Salts and Cocrystals of Benzocaine with Increased Dissolution Rate and Permeability Open New Avenues for Enhancing the Duration of Action

Benzocaine, a widely used local anesthetic, has some usage limitations due to its short duration of action, resulting in inconsistent clinical outcomes. In this study, the formation of salts and cocrystals is explored as a strategy to enhance the pharmacokinetic profile of benzocaine, aiming for a higher dissolution rate and permeability in vitro as well as to potentially increase its pharmacological effect and duration of action in vivo. A new cocrystal and nine new salts with two different categories of acids (carboxylic and sulfonic) were prepared and characterized: BH oxalate, BH naphthalenesulfonate, BH camphorsulfonate, BH maleate, BH mesylate, BH tartrate, BH benzenesulfonate, BH p-toluenesulfonate, BH esylate (BH: protonated benzocaine), and benzocaine–ligustrazine (cocrystal).

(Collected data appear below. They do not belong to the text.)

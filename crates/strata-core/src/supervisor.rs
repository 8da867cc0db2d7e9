//! Keeps desired-running containers running.
//!
//! Every cycle reads the containers whose desired state is `Running` and
//! starts the ones the runtime reports otherwise. A container that cannot be
//! started after the configured retries is recorded as `Stopped`, so later
//! cycles leave it alone until an operator marks it running again.

use crate::config::SupervisorConfig;
use std::sync::atomic::{AtomicBool, Ordering};
use std::sync::Arc;
use std::time::Duration;
use strata_runtime::{ContainerRecord, ContainerRuntime, DesiredState, StateStore};
use tracing::{debug, info, warn};

/// Granularity at which `run` notices a shutdown request while idle.
const SHUTDOWN_POLL: Duration = Duration::from_millis(250);

/// Outcome of one reconciliation pass.
#[derive(Debug, Clone, Copy, Default, PartialEq, Eq)]
pub struct CycleReport {
    /// Desired-running records seen.
    pub checked: usize,
    /// Containers that were down and got started.
    pub started: usize,
    /// Records downgraded to `Stopped` after every start attempt failed.
    pub downgraded: usize,
}

type Sleeper = Box<dyn Fn(Duration) + Send + Sync>;

pub struct StateSupervisor {
    runtime: Arc<dyn ContainerRuntime>,
    states: Arc<dyn StateStore>,
    config: SupervisorConfig,
    sleep: Sleeper,
}

impl StateSupervisor {
    pub fn new(
        runtime: Arc<dyn ContainerRuntime>,
        states: Arc<dyn StateStore>,
        config: SupervisorConfig,
    ) -> Self {
        Self {
            runtime,
            states,
            config,
            sleep: Box::new(std::thread::sleep),
        }
    }

    /// Replace the function used for retry delays and cycle intervals.
    #[must_use]
    pub fn with_sleeper(mut self, sleep: Sleeper) -> Self {
        self.sleep = sleep;
        self
    }

    pub fn run_cycle(&self) -> CycleReport {
        let records = match self.states.find_by_state(DesiredState::Running) {
            Ok(records) => records,
            Err(e) => {
                warn!("reading desired container states: {e}");
                Vec::new()
            }
        };

        let mut report = CycleReport {
            checked: records.len(),
            ..CycleReport::default()
        };
        for record in records {
            if self.runtime.is_running(&record.name) {
                continue;
            }
            if self.start_with_retries(&record.name) {
                report.started += 1;
            } else {
                self.downgrade(record);
                report.downgraded += 1;
            }
        }
        debug!(
            "supervisor cycle: {} checked, {} started, {} downgraded",
            report.checked, report.started, report.downgraded
        );
        report
    }

    fn start_with_retries(&self, name: &str) -> bool {
        info!("starting {name}");
        let mut last = match self.runtime.start(name) {
            Ok(()) => return true,
            Err(e) => e,
        };
        for retry in 0..self.config.start_retries {
            let delay = self.config.retry_delay(retry);
            debug!("start of {name} failed ({last}), retrying in {delay:?}");
            (self.sleep)(delay);
            match self.runtime.start(name) {
                Ok(()) => return true,
                Err(e) => last = e,
            }
        }
        warn!("failed to start {name}: {last}");
        false
    }

    fn downgrade(&self, record: ContainerRecord) {
        let name = record.name.clone();
        match self.states.save(&record.with_state(DesiredState::Stopped)) {
            Ok(()) => warn!("{name} marked as stopped after repeated start failures"),
            Err(e) => warn!("recording {name} as stopped: {e}"),
        }
    }

    /// Run cycles until `shutdown` is set. Returns the number of cycles run.
    pub fn run(&self, shutdown: &AtomicBool) -> u64 {
        let mut cycles = 0;
        info!(
            "supervising containers every {}s",
            self.config.interval_secs
        );
        while !shutdown.load(Ordering::SeqCst) {
            self.run_cycle();
            cycles += 1;

            let mut remaining = self.config.interval();
            while !remaining.is_zero() && !shutdown.load(Ordering::SeqCst) {
                let slice = remaining.min(SHUTDOWN_POLL);
                (self.sleep)(slice);
                remaining -= slice;
            }
        }
        info!("supervisor stopped after {cycles} cycles");
        cycles
    }
}

#[cfg(test)]
mod tests {
    use super::*;
    use std::sync::Mutex;
    use strata_runtime::{ContainerState, MemoryStateStore, MockRuntime};

    fn supervisor(
        runtime: &Arc<MockRuntime>,
        states: &Arc<MemoryStateStore>,
        delays: &Arc<Mutex<Vec<Duration>>>,
    ) -> StateSupervisor {
        let recorded = Arc::clone(delays);
        StateSupervisor::new(
            Arc::clone(runtime) as Arc<dyn ContainerRuntime>,
            Arc::clone(states) as Arc<dyn StateStore>,
            SupervisorConfig::default(),
        )
        .with_sleeper(Box::new(move |d| recorded.lock().unwrap().push(d)))
    }

    fn running(states: &MemoryStateStore, name: &str) {
        states
            .save(&ContainerRecord::new(name, DesiredState::Running))
            .unwrap();
    }

    #[test]
    fn starts_stopped_containers() {
        let runtime = Arc::new(MockRuntime::new());
        let states = Arc::new(MemoryStateStore::new());
        let delays = Arc::new(Mutex::new(Vec::new()));
        running(&states, "web1");
        running(&states, "db");
        runtime.set_state("db", ContainerState::Running);

        let report = supervisor(&runtime, &states, &delays).run_cycle();
        assert_eq!(
            report,
            CycleReport {
                checked: 2,
                started: 1,
                downgraded: 0
            }
        );
        assert!(runtime.is_running("web1"));
        assert_eq!(runtime.start_attempts("db"), 0);
    }

    #[test]
    fn retries_with_growing_delays_then_downgrades_once() {
        let runtime = Arc::new(MockRuntime::new());
        let states = Arc::new(MemoryStateStore::new());
        let delays = Arc::new(Mutex::new(Vec::new()));
        running(&states, "web1");
        runtime.fail_starts("web1", 6);
        let saves_before = states.save_count();

        let report = supervisor(&runtime, &states, &delays).run_cycle();
        assert_eq!(report.downgraded, 1);
        assert_eq!(runtime.start_attempts("web1"), 6);
        assert_eq!(
            *delays.lock().unwrap(),
            (5..10).map(Duration::from_secs).collect::<Vec<_>>()
        );
        assert_eq!(states.save_count(), saves_before + 1);
        assert_eq!(
            states.find("web1").unwrap().unwrap().state,
            DesiredState::Stopped
        );
    }

    #[test]
    fn recovers_on_a_late_retry() {
        let runtime = Arc::new(MockRuntime::new());
        let states = Arc::new(MemoryStateStore::new());
        let delays = Arc::new(Mutex::new(Vec::new()));
        running(&states, "web1");
        runtime.fail_starts("web1", 3);

        let report = supervisor(&runtime, &states, &delays).run_cycle();
        assert_eq!(report.started, 1);
        assert_eq!(report.downgraded, 0);
        assert_eq!(delays.lock().unwrap().len(), 3);
        assert_eq!(
            states.find("web1").unwrap().unwrap().state,
            DesiredState::Running
        );
    }

    #[test]
    fn unreadable_state_store_is_an_empty_cycle() {
        let runtime = Arc::new(MockRuntime::new());
        let states = Arc::new(MemoryStateStore::new());
        let delays = Arc::new(Mutex::new(Vec::new()));
        running(&states, "web1");
        states.set_fail_find(true);

        let report = supervisor(&runtime, &states, &delays).run_cycle();
        assert_eq!(report, CycleReport::default());
        assert!(runtime.calls().is_empty());
    }

    #[test]
    fn run_stops_when_shutdown_is_requested() {
        let runtime = Arc::new(MockRuntime::new());
        let states = Arc::new(MemoryStateStore::new());
        let shutdown = Arc::new(AtomicBool::new(false));
        let flag = Arc::clone(&shutdown);
        let sup = StateSupervisor::new(
            runtime as Arc<dyn ContainerRuntime>,
            states as Arc<dyn StateStore>,
            SupervisorConfig::default(),
        )
        .with_sleeper(Box::new(move |_| flag.store(true, Ordering::SeqCst)));

        assert_eq!(sup.run(&shutdown), 1);
    }
}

Dissolution rate and permeability were improved for all newly synthesized forms. Indeed, every system was completely dissolved within 1 h, while benzocaine was dissolved at 54%, and it was still present in suspension after 4 h. Furthermore, permeability was increased 2-fold for benzocaine maleate and up to seven times for benzocaine camphorsulfonate, highlighting the potential of salification and cocrystallization to increase the in vivo performances of benzocaine.